Strange World is a 2022 American computer-animated science-fiction adventure film produced by Walt Disney Animation Studios and distributed by Walt Disney Studios Motion Pictures. The 61st film produced by the studio, it was directed by Don Hall, co-directed by Qui Nguyen, and produced by Roy Conli, from a screenplay written by Nguyen, who also conceived the story with Hall. The film stars the voices of Jake Gyllenhaal, Dennis Quaid, Jaboukie Young-White, Gabrielle Union, and Lucy Liu. It is Disney's seventh animated film to tackle the sci-fi genre, after Big Hero 6 (2014). The film follows a legendary family of explorers, the Clades (Gyllenhaal, Quaid, Young-White, and Union), who must set aside their differences as they embark on a journey to a mysterious subterranean land inhabited by surreal lifeforms, in order to save a miracle plant Pando that is their society's source of energy.

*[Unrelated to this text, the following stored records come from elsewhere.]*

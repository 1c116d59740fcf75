use thiserror::Error;

/// Errors that can occur while constructing or parsing a recurrence rule.
#[derive(Debug, Error)]
pub enum RuleError {
    /// A clock-time string did not parse as `HH:MM`.
    #[error("Invalid clock time: {0} (expected HH:MM)")]
    InvalidClockTime(String),

    /// A weekday index was outside 0..=6 (0 = Sunday, 6 = Saturday).
    #[error("Invalid weekday: {0} (expected 0=Sunday .. 6=Saturday)")]
    InvalidWeekday(u8),

    /// An unrecognised frequency token.
    #[error("Unknown frequency: {0}")]
    UnknownFrequency(String),
}

pub type Result<T> = std::result::Result<T, RuleError>;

Strange World draws inspiration from pulp magazines, Journey to the Center of the Earth (1864), Fantastic Voyage (1966), Jurassic Park (1993) and King Kong (1933). To communicate non-verbally, several animators worked to create the movement of the character Splat. While the film is predominately CGI, the film does incorporate 2D animation from Randy Haycock, with additional 2D animation by Eric Goldberg and Mark Henn in certain scenes.

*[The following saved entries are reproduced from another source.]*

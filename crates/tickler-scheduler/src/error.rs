use thiserror::Error;

/// Errors that can occur within the scheduler subsystem.
#[derive(Debug, Error)]
pub enum SchedulerError {
    /// Underlying SQLite / rusqlite error.
    #[error("Database error: {0}")]
    Database(#[from] rusqlite::Error),

    /// A stored rule column failed to round-trip through serde.
    #[error("Invalid rule: {0}")]
    InvalidRule(String),

    /// No reminder with the given ID exists in the store.
    #[error("Reminder not found: {id}")]
    ReminderNotFound { id: String },
}

pub type Result<T> = std::result::Result<T, SchedulerError>;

Strange World premiered at the El Capitan Theatre in Los Angeles on November 15, 2022, and was theatrically released in the United States on November 23. The film was noted for introducing Walt Disney Animation Studios' first openly LGBTQ lead character. It received generally positive reviews from critics, who praised the animation, visuals, and voice acting, but criticized the screenplay. The film was a box-office bomb, with projections of as much as a $147 million loss for Disney; it also being the first box-office bomb for Walt Disney Animation Studios since 2007’s Meet the Robinsons. However, it was a streaming hit on Disney+, where it became the number one film being streamed for 19 days.

Plot
In Avalonia, a land surrounded by an endless wall of mountains, Jaeger Clade and his fifteen-year-old son Searcher are adventurers who brave the wilderness to explore new worlds. While trying to traverse the mountains, Searcher discovers a green plant that gives off energy. Searcher and the rest of the expedition team decide to return to Avalonia with the plant while Jaeger angrily continues his mission alone. Twenty-five years later, a now forty-year-old Searcher has made a name for himself by introducing the miracle plant, dubbed Pando, as a fuel source for Avalonia. He and his wife Meridian are Pando farmers, while their son, Ethan, has a crush on his friend Diazo and chafes at his father's expectation that he will become a farmer as well.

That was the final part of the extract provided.